Больше мы ничего не говорим. Лежим рядом, тесно прижавшись друг к другу, чтобы не чувствовать ночного холода. Мы слушаем море и шум ветра в иглах казуарин, потому что в мире нет ничего, кроме этого.
* * *
Над Тремя Сосцами встает солнце. Как прежде, в ту пору, когда мы бродили здесь вместе с Дени, я вижу сине-черные вулканы на фоне наполненного светом неба. Мне всегда нравилась — я помню это — южная вершина, похожая на клык, — ось, вокруг которой вращаются луна и солнце.
Какое-то время я сидел на песке у лагуны Барашуа, глядя на спокойное течение реки. У самой поверхности воды медленно пролетали навстречу рыбацким пирогам морские птицы: желтые цапли, бакланы, сварливые чайки. Затем медленно, осторожно, словно ступая по минному полю, я поднялся вверх по реке Букан до Панона. Вдали сквозь листву видна уже дымящаяся труба Йемена, я чувствую восхитительный запах тростникового сока. Чуть выше, на другом берегу реки, — новый белоснежный дом дяди Людовика.

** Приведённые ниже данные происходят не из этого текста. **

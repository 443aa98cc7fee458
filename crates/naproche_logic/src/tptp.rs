//! TPTP FOF problem serialization.
//!
//! One `fof(<name>, <role>, <formula>).` line per formula, axioms first,
//! conjecture last. The output is deterministic: the same axiom order and
//! formulas always produce the same file, so the serialization feeds the
//! prover adapters and the cache hasher equivalently.

use std::fmt::Write;

use crate::fol::Formula;

/// Render a single annotated formula as a `fof` line.
pub fn fof_line(name: &str, role: &str, formula: &Formula) -> String {
    format!("fof({}, {}, {}).", name, role, formula)
}

/// Render an ordered axiom list plus an optional conjecture as one problem
/// file, newline-separated.
pub fn problem_file(axioms: &[(String, Formula)], conjecture: Option<(&str, &Formula)>) -> String {
    let mut out = String::new();
    for (name, formula) in axioms {
        let _ = writeln!(out, "{}", fof_line(name, "axiom", formula));
    }
    if let Some((name, formula)) = conjecture {
        let _ = writeln!(out, "{}", fof_line(name, "conjecture", formula));
    }
    out
}

#[cfg(test)]
mod tests {
    use super::*;
    use crate::fol::Term;

    #[test]
    fn axioms_then_conjecture() {
        let ax = Formula::pred("set", vec![Term::constant("m")]);
        let goal = Formula::equal(Term::constant("1"), Term::constant("1"));
        let file = problem_file(&[("ax_0".into(), ax)], Some(("goal", &goal)));
        assert_eq!(
            file,
            "fof(ax_0, axiom, set(m)).\nfof(goal, conjecture, '1' = '1').\n"
        );
    }

    #[test]
    fn identifiers_are_lower_words_or_quoted() {
        let f = Formula::pred(
            "Has-Covering",
            vec![Term::func("apply", vec![Term::constant("f"), Term::var("x")])],
        );
        let line = fof_line("ax_1", "axiom", &f);
        assert_eq!(line, "fof(ax_1, axiom, 'has-covering'(apply(f,X))).");
    }

    #[test]
    fn empty_problem_is_empty() {
        assert_eq!(problem_file(&[], None), "");
    }
}
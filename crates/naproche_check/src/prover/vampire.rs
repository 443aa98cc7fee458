//! Adapter for the Vampire theorem prover.

use std::time::Duration;

use async_trait::async_trait;
use naproche_logic::Formula;

use super::{extract_used_axioms, reports_theorem, run_tptp_binary, Prover, ProverOutcome};

pub struct VampireProver {
    binary: String,
}

impl VampireProver {
    pub fn new() -> VampireProver {
        VampireProver {
            binary: std::env::var("NAPROCHE_VAMPIRE").unwrap_or_else(|_| "vampire".to_string()),
        }
    }
}

impl Default for VampireProver {
    fn default() -> Self {
        VampireProver::new()
    }
}

#[async_trait]
impl Prover for VampireProver {
    fn name(&self) -> &str {
        "vampire"
    }

    async fn prove(
        &self,
        axioms: &[(String, Formula)],
        conjecture: (&str, &Formula),
        timeout: Duration,
    ) -> ProverOutcome {
        let args = vec![
            "--mode".to_string(),
            "casc".to_string(),
            "--output_axiom_names".to_string(),
            "on".to_string(),
            "-t".to_string(),
            timeout.as_secs().max(1).to_string(),
        ];
        let mut outcome = run_tptp_binary(&self.binary, &args, axioms, conjecture, timeout).await;
        if reports_theorem(&outcome.output) {
            outcome.success = true;
            if outcome.output.contains("SZS output start Proof") {
                outcome.used_axioms = Some(extract_used_axioms(&outcome.output));
            }
        }
        outcome
    }
}
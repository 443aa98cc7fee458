//! Command-line interface for the Naproche proof checker.
//!
//! Parses a marked-up source file, extracts its `forthel` blocks, and
//! runs the checking engine over the resulting statements. Verification
//! failures are reported per step and do not affect the exit code; only
//! I/O and argument problems do.

use std::error::Error;
use std::fmt;
use std::path::PathBuf;
use std::sync::Arc;

use clap::Parser;

use naproche_check::{CheckError, Engine, EngineConfig, StdoutReporter};
use naproche_language::{extract_forthel_blocks, parse_block, Statement};

/// Command-line proof checker for controlled mathematical vernacular.
#[derive(Parser)]
#[command(name = "naproche")]
#[command(about = "Natural proof checking", long_about = None)]
#[command(version)]
pub struct Cli {
    /// The source file to check.
    pub file: PathBuf,

    /// Run all available provers on each obligation and report timings.
    #[arg(long)]
    pub benchmark: bool,

    /// Disable all cache reads and writes for this run.
    #[arg(long)]
    pub no_cache: bool,
}

/// CLI failure: anything that prevents the run from completing.
#[derive(Debug)]
pub enum CliError {
    Io(std::io::Error),
    Parse(String),
    Check(CheckError),
}

impl fmt::Display for CliError {
    fn fmt(&self, f: &mut fmt::Formatter<'_>) -> fmt::Result {
        match self {
            CliError::Io(e) => write!(f, "{}", e),
            CliError::Parse(e) => write!(f, "{}", e),
            CliError::Check(e) => write!(f, "{}", e),
        }
    }
}

impl Error for CliError {}

impl From<std::io::Error> for CliError {
    fn from(e: std::io::Error) -> Self {
        CliError::Io(e)
    }
}

impl From<CheckError> for CliError {
    fn from(e: CheckError) -> Self {
        CliError::Check(e)
    }
}

/// Parse arguments and run the checker to completion.
pub fn run_cli() -> Result<(), CliError> {
    env_logger::init();
    let cli = Cli::parse();
    let runtime = tokio::runtime::Runtime::new()?;
    runtime.block_on(run(cli))
}

async fn run(cli: Cli) -> Result<(), CliError> {
    let content = std::fs::read_to_string(&cli.file)?;
    println!("Checking {}...", cli.file.display());

    let blocks = extract_forthel_blocks(&content);
    let mut statements: Vec<Statement> = Vec::new();
    let mut first_parse_error = None;
    for (i, block) in blocks.iter().enumerate() {
        match parse_block(block) {
            Ok(stmts) => statements.extend(stmts),
            Err(e) => {
                let message = format!("parsing failed in block {}: {}", i + 1, e);
                println!("[Error] {}", message);
                if first_parse_error.is_none() {
                    first_parse_error = Some(message);
                }
            }
        }
    }
    if let Some(message) = first_parse_error {
        return Err(CliError::Parse(message));
    }

    let base_path = resolve_base_path(&cli.file);
    let config = EngineConfig {
        base_path,
        benchmark: cli.benchmark,
        use_cache: !cli.no_cache,
        ..EngineConfig::default()
    };
    if cli.benchmark {
        println!("Benchmarking mode enabled.");
    }
    if cli.no_cache {
        println!("Cache disabled by --no-cache.");
    }

    println!("\nVerifying {} statements...", statements.len());
    let mut engine = Engine::new(config, Arc::new(StdoutReporter))?;
    engine.check(&statements).await;

    println!("\nDone.");
    Ok(())
}

/// Includes are resolved relative to the formalization library root: the
/// enclosing `math` directory when the source lives under one, otherwise
/// the source file's own directory.
fn resolve_base_path(file: &std::path::Path) -> PathBuf {
    let dir = file
        .parent()
        .filter(|p| !p.as_os_str().is_empty())
        .map(|p| p.to_path_buf())
        .unwrap_or_else(|| PathBuf::from("."));
    let mut current = dir.clone();
    loop {
        if current.file_name().map(|n| n == "math").unwrap_or(false) {
            return current;
        }
        match current.parent() {
            Some(parent) if !parent.as_os_str().is_empty() => current = parent.to_path_buf(),
            _ => return dir,
        }
    }
}
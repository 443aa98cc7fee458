//! First-order logic core for the Naproche proof checker.
//!
//! This crate defines the owned term/formula tree shared by the
//! translation pipeline and the checking engine:
//!
//! - **[`Term`]**: variables, constants, and function applications
//! - **[`Formula`]**: predicates, equality, connectives, and quantifiers
//! - **[`tptp`]**: rendering of named formulas into a TPTP FOF problem
//!
//! Formulas are immutable values with structural equality. Their
//! [`Display`](std::fmt::Display) form is the *canonical string*: a
//! deterministic, TPTP-compatible rendering used both as prover input and
//! as the basis for cache digests. Builders never quote names; the
//! renderer single-quotes any symbol that would collide with the TPTP
//! identifier rule.

pub mod fol;
pub mod tptp;

pub use fol::{Formula, QuantifierKind, Term};
pub use tptp::{fof_line, problem_file};
//! The obligation dispatch engine.
//!
//! Walks the statement stream, maintaining:
//!
//! - the global axiom list (seeded with the structural set axioms and
//!   persistent across the run);
//! - the theorem-level context (cleared when a new theorem starts);
//! - per-proof scope: an ordered proof context with a scope stack for
//!   `Case ... End` splits.
//!
//! For each non-assumption proof step the engine submits one obligation
//! to a worker pool sized to the host's parallelism. Submissions capture
//! immutable by-value snapshots of all three layers; every formula
//! shipped as an axiom is closed at submission time. Obligations finish
//! out of order but are reported in submission order.

use std::collections::{HashMap, HashSet};
use std::error::Error;
use std::fmt;
use std::path::PathBuf;
use std::sync::Arc;
use std::time::Duration;

use async_recursion::async_recursion;
use tokio::sync::Semaphore;
use tokio::task::JoinHandle;

use naproche_language::{
    extract_forthel_blocks, parse_block, Block, BlockKind, Directive, Statement, Translator,
};
use naproche_logic::{Formula, QuantifierKind, Term};

use crate::cache::{context_digest, formula_digest, CacheError, ProofCache, CACHE_FILE};
use crate::prover::{Prover, ProverManager};
use crate::report::{BenchmarkInfo, ProverTiming, Reporter, StepSource};

/// Fatal engine setup error. Per-sentence and per-include problems are
/// reported and skipped instead.
#[derive(Debug)]
pub enum CheckError {
    Cache(CacheError),
}

impl fmt::Display for CheckError {
    fn fmt(&self, f: &mut fmt::Formatter<'_>) -> fmt::Result {
        match self {
            CheckError::Cache(e) => write!(f, "{}", e),
        }
    }
}

impl Error for CheckError {}

impl From<CacheError> for CheckError {
    fn from(e: CacheError) -> Self {
        CheckError::Cache(e)
    }
}

/// Engine construction options.
#[derive(Debug, Clone)]
pub struct EngineConfig {
    /// Base directory for `read` include resolution.
    pub base_path: PathBuf,
    /// Run every registered prover on each obligation and report timings.
    pub benchmark: bool,
    /// Master cache switch; when false the `cache on` directive is inert.
    pub use_cache: bool,
    /// Location of the persistent cache file.
    pub cache_path: PathBuf,
}

impl Default for EngineConfig {
    fn default() -> Self {
        EngineConfig {
            base_path: PathBuf::from("."),
            benchmark: false,
            use_cache: true,
            cache_path: PathBuf::from(CACHE_FILE),
        }
    }
}

/// Result of one dispatched obligation.
#[derive(Debug, Clone)]
struct VerifyOutcome {
    success: bool,
    source: StepSource,
    benchmark: Option<BenchmarkInfo>,
}

/// Snapshot shipped to a worker together with the goal.
struct ObligationConfig {
    provers: Vec<Arc<dyn Prover>>,
    benchmark: bool,
    timeout: Duration,
    cache: Option<Arc<ProofCache>>,
}

struct PendingObligation {
    handle: JoinHandle<VerifyOutcome>,
    step: usize,
    description: String,
}

/// The dispatch engine.
pub struct Engine {
    translator: Translator,
    axioms: Vec<(String, Formula)>,
    context: Vec<(String, Formula)>,
    current_goal: Option<Formula>,
    counter: usize,
    base_path: PathBuf,
    processed_files: HashSet<String>,
    reporter: Arc<dyn Reporter>,
    provers: ProverManager,
    benchmark: bool,
    global_use_cache: bool,
    cache_enabled: bool,
    cache: Option<Arc<ProofCache>>,
    timeout: Duration,
    permits: Arc<Semaphore>,
}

Где-то внутри меня притаилась боль, ведь я знаю, где нахожусь. Здесь начинался наш сад, а чуть выше, в конце аллеи, я мог бы увидеть наш дом, его сверкающую на солнце голубую кровлю. Я пробираюсь через высокую траву, меня царапают колючие кустарники. Ничего тут больше не увидеть. Все уничтожено, сожжено, разорено за столько лет. Может, здесь начиналась наша веранда? Мне кажется, я узнаю это дерево и то. Но тут же я замечаю с десяток таких же деревьев — тамариндов, казуарин, манго. Я спотыкаюсь о незнакомые камни, проваливаюсь ногой в ямы. Неужели мы и правда здесь жили? Или это было в другом мире?

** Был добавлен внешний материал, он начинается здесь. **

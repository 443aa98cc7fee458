//! Parser for the contents of a `forthel` block.
//!
//! Produces the statement AST: bracket directives, block environments, and
//! sentences tokenized into atoms. Math segments (`$...$`, `$$...$$`,
//! `\[...\]`) are kept intact, delimiters included; everything else is
//! split into word atoms. A sentence ends at a period outside math.
//!
//! Environments nest via an explicit stack, so a proof embedded in another
//! proof parses into a nested [`Block`].

use std::error::Error;
use std::fmt;

use crate::ast::{Atom, Block, BlockKind, Directive, Sentence, Statement};

/// Error raised for malformed block structure.
#[derive(Debug, Clone, PartialEq)]
pub enum BlockParseError {
    /// `\end{name}` without a matching `\begin{name}`.
    UnmatchedEnd { env: String },
    /// The block ended while environments were still open.
    UnclosedEnvironment { env: String },
    /// A math segment or group was never terminated.
    UnterminatedSegment { what: &'static str },
}

impl fmt::Display for BlockParseError {
    fn fmt(&self, f: &mut fmt::Formatter<'_>) -> fmt::Result {
        match self {
            BlockParseError::UnmatchedEnd { env } => {
                write!(f, "\\end{{{}}} without matching \\begin", env)
            }
            BlockParseError::UnclosedEnvironment { env } => {
                write!(f, "environment '{}' is never closed", env)
            }
            BlockParseError::UnterminatedSegment { what } => {
                write!(f, "unterminated {}", what)
            }
        }
    }
}

impl Error for BlockParseError {}

/// Parse one forthel block's contents into statements.
pub fn parse_block(content: &str) -> Result<Vec<Statement>, BlockParseError> {
    Parser::new(content).run()
}

struct OpenEnv {
    kind: BlockKind,
    label: Option<String>,
    content: Vec<Statement>,
    name: String,
}

struct Parser<'a> {
    src: &'a str,
    bytes: &'a [u8],
    pos: usize,
    root: Vec<Statement>,
    stack: Vec<OpenEnv>,
    atoms: Vec<Atom>,
}

impl<'a> Parser<'a> {
    fn new(src: &'a str) -> Self {
        Parser {
            src,
            bytes: src.as_bytes(),
            pos: 0,
            root: Vec::new(),
            stack: Vec::new(),
            atoms: Vec::new(),
        }
    }

    fn run(mut self) -> Result<Vec<Statement>, BlockParseError> {
        while self.pos < self.bytes.len() {
            self.skip_whitespace();
            if self.pos >= self.bytes.len() {
                break;
            }
            match self.bytes[self.pos] {
                b'[' => {
                    self.flush_sentence();
                    let directive = self.read_directive()?;
                    self.push_statement(Statement::Directive(directive));
                }
                b'$' => {
                    let math = self.read_dollar_math()?;
                    self.atoms.push(Atom::Math(math));
                    self.maybe_end_sentence();
                }
                b'\\' if self.peek_is("\\[") => {
                    let math = self.read_display_math()?;
                    self.atoms.push(Atom::Math(math));
                    self.maybe_end_sentence();
                }
                b'\\' if self.peek_is("\\begin{") => {
                    self.flush_sentence();
                    self.read_begin();
                }
                b'\\' if self.peek_is("\\end{") => {
                    self.flush_sentence();
                    self.read_end()?;
                }
                _ => self.read_word(),
            }
        }
        self.flush_sentence();
        if let Some(open) = self.stack.pop() {
            return Err(BlockParseError::UnclosedEnvironment { env: open.name });
        }
        Ok(self.root)
    }

    fn skip_whitespace(&mut self) {
        while self.pos < self.bytes.len() && self.bytes[self.pos].is_ascii_whitespace() {
            self.pos += 1;
        }
    }

    fn peek_is(&self, s: &str) -> bool {
        self.src[self.pos..].starts_with(s)
    }

    fn push_statement(&mut self, stmt: Statement) {
        match self.stack.last_mut() {
            Some(open) => open.content.push(stmt),
            None => self.root.push(stmt),
        }
    }

    fn flush_sentence(&mut self) {
        if self.atoms.is_empty() {
            return;
        }
        let atoms = std::mem::take(&mut self.atoms);
        self.push_statement(Statement::Sentence(Sentence::from_atoms(atoms)));
    }

    /// A period immediately after a math segment ends the sentence.
    fn maybe_end_sentence(&mut self) {
        if self.pos < self.bytes.len() && self.bytes[self.pos] == b'.' {
            self.pos += 1;
            self.flush_sentence();
        }
    }

    /// `[name arg arg ...]`; `\path{...}` arguments are unwrapped.
    fn read_directive(&mut self) -> Result<Directive, BlockParseError> {
        debug_assert_eq!(self.bytes[self.pos], b'[');
        self.pos += 1;
        let start = self.pos;
        let close = self.src[start..]
            .find(']')
            .ok_or(BlockParseError::UnterminatedSegment { what: "directive" })?;
        let inner = &self.src[start..start + close];
        self.pos = start + close + 1;

        let mut parts = inner.split_whitespace();
        let name = parts.next().unwrap_or_default().to_string();
        let args = parts
            .map(|raw| {
                let raw = raw
                    .strip_prefix("\\path{")
                    .and_then(|r| r.strip_suffix('}'))
                    .unwrap_or(raw);
                raw.to_string()
            })
            .collect();
        Ok(Directive { name, args })
    }

    fn read_dollar_math(&mut self) -> Result<String, BlockParseError> {
        let start = self.pos;
        let display = self.peek_is("$$");
        let delim = if display { "$$" } else { "$" };
        self.pos += delim.len();
        match self.src[self.pos..].find(delim) {
            Some(end) => {
                self.pos += end + delim.len();
                Ok(self.src[start..self.pos].to_string())
            }
            None => Err(BlockParseError::UnterminatedSegment { what: "math segment" }),
        }
    }

    fn read_display_math(&mut self) -> Result<String, BlockParseError> {
        let start = self.pos;
        self.pos += 2;
        match self.src[self.pos..].find("\\]") {
            Some(end) => {
                self.pos += end + 2;
                Ok(self.src[start..self.pos].to_string())
            }
            None => Err(BlockParseError::UnterminatedSegment { what: "display math" }),
        }
    }

    /// `\begin{env}` with an optional `[label]` argument.
    fn read_begin(&mut self) {
        self.pos += "\\begin{".len();
        let name = self.read_until(b'}');
        let mut label = None;
        if self.pos < self.bytes.len() && self.bytes[self.pos] == b'[' {
            self.pos += 1;
            let arg = self.read_until(b']');
            if !arg.is_empty() {
                label = Some(arg);
            }
        }
        self.stack.push(OpenEnv {
            kind: BlockKind::from_env_name(&name),
            label,
            content: Vec::new(),
            name,
        });
    }

    fn read_end(&mut self) -> Result<(), BlockParseError> {
        self.pos += "\\end{".len();
        let name = self.read_until(b'}');
        let open = self
            .stack
            .pop()
            .ok_or_else(|| BlockParseError::UnmatchedEnd { env: name.clone() })?;
        let block = Block {
            kind: open.kind,
            label: open.label,
            content: open.content,
        };
        self.push_statement(Statement::Block(block));
        Ok(())
    }

    fn read_until(&mut self, delim: u8) -> String {
        let start = self.pos;
        while self.pos < self.bytes.len() && self.bytes[self.pos] != delim {
            self.pos += 1;
        }
        let out = self.src[start..self.pos].to_string();
        if self.pos < self.bytes.len() {
            self.pos += 1;
        }
        out
    }

    /// One prose word. A trailing period ends the sentence; trailing commas
    /// and semicolons become their own atoms. A leading backslash (prose
    /// commands like `\qed`) is dropped.
    fn read_word(&mut self) {
        let start = self.pos;
        while self.pos < self.bytes.len() {
            let b = self.bytes[self.pos];
            if b.is_ascii_whitespace() || b == b'$' || b == b'[' {
                break;
            }
            if b == b'\\' && self.pos > start {
                break;
            }
            self.pos += 1;
        }
        let mut word = &self.src[start..self.pos];
        word = word.strip_prefix('\\').unwrap_or(word);

        let ends_sentence = word.ends_with('.');
        word = word.trim_end_matches('.');

        let mut punct = None;
        for p in [",", ";"] {
            if let Some(stripped) = word.strip_suffix(p) {
                word = stripped;
                punct = Some(p);
                break;
            }
        }

        if !word.is_empty() {
            self.atoms.push(Atom::Word(word.to_string()));
        }
        if let Some(p) = punct {
            self.atoms.push(Atom::Word(p.to_string()));
        }
        if ends_sentence {
            self.flush_sentence();
        }
    }
}

#[cfg(test)]
mod tests {
    use super::*;

    fn words(sentence: &Sentence) -> Vec<String> {
        sentence.atoms.iter().map(|a| a.to_string()).collect()
    }

    #[test]
    fn sentence_atoms_keep_math_intact() {
        let stmts = parse_block("Let $X$ be a set.").expect("parse");
        assert_eq!(stmts.len(), 1);
        match &stmts[0] {
            Statement::Sentence(s) => {
                assert_eq!(words(s), vec!["Let", "$X$", "be", "a", "set"]);
                assert_eq!(s.text, "Let $X$ be a set");
            }
            other => panic!("expected sentence, got {:?}", other),
        }
    }

    #[test]
    fn period_after_math_ends_sentence() {
        let stmts = parse_block("$1 = 1$. Then $2 = 2$.").expect("parse");
        assert_eq!(stmts.len(), 2);
    }

    #[test]
    fn directives_parse_name_and_args() {
        let stmts = parse_block("[read \\path{examples/preliminaries.ftl.tex}]").expect("parse");
        match &stmts[0] {
            Statement::Directive(d) => {
                assert_eq!(d.name, "read");
                assert_eq!(d.args, vec!["examples/preliminaries.ftl.tex"]);
            }
            other => panic!("expected directive, got {:?}", other),
        }
    }

    #[test]
    fn environments_nest_and_carry_labels() {
        let text = "\
\\begin{theorem}[Cantor]
No function of $M$ surjects onto $\\powerset{M}$.
\\end{theorem}
\\begin{proof}
Assume the contrary.
Contradiction.
\\end{proof}";
        let stmts = parse_block(text).expect("parse");
        assert_eq!(stmts.len(), 2);
        match &stmts[0] {
            Statement::Block(b) => {
                assert_eq!(b.kind, BlockKind::Theorem);
                assert_eq!(b.label.as_deref(), Some("Cantor"));
                assert_eq!(b.content.len(), 1);
            }
            other => panic!("expected theorem block, got {:?}", other),
        }
        match &stmts[1] {
            Statement::Block(b) => {
                assert_eq!(b.kind, BlockKind::Proof);
                assert_eq!(b.content.len(), 2);
            }
            other => panic!("expected proof block, got {:?}", other),
        }
    }

    #[test]
    fn unmatched_end_is_an_error() {
        assert!(matches!(
            parse_block("\\end{proof}"),
            Err(BlockParseError::UnmatchedEnd { .. })
        ));
    }

    #[test]
    fn unclosed_environment_is_an_error() {
        assert!(matches!(
            parse_block("\\begin{proof} Trivial."),
            Err(BlockParseError::UnclosedEnvironment { .. })
        ));
    }

    #[test]
    fn directive_inside_proof_block() {
        let stmts = parse_block("\\begin{proof}\n[timelimit 10]\nTrivial.\n\\end{proof}").expect("parse");
        match &stmts[0] {
            Statement::Block(b) => {
                assert!(matches!(&b.content[0], Statement::Directive(d) if d.name == "timelimit"));
            }
            other => panic!("expected block, got {:?}", other),
        }
    }
}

Быстро, словно в лихорадке, я иду дальше, кровь стучит у меня в висках. Мне хочется найти хоть что-то, хоть кусочек нашей земли. Когда я сказал об этом Мам, у нее заблестели глаза, я уверен в этом. Я крепко сжимал ее руку, чтобы передать ей хоть частицу своей жизни, своей силы. Я рассказывал ей обо всем этом, словно наш дом все еще существовал. Я говорил с ней так, будто ничто на свете не кончается, будто утраченные годы еще могут вернуться к нам в тиши густого сада, в декабре, когда мы с Лорой слушали, как она читает нам певучим голосом Священную историю.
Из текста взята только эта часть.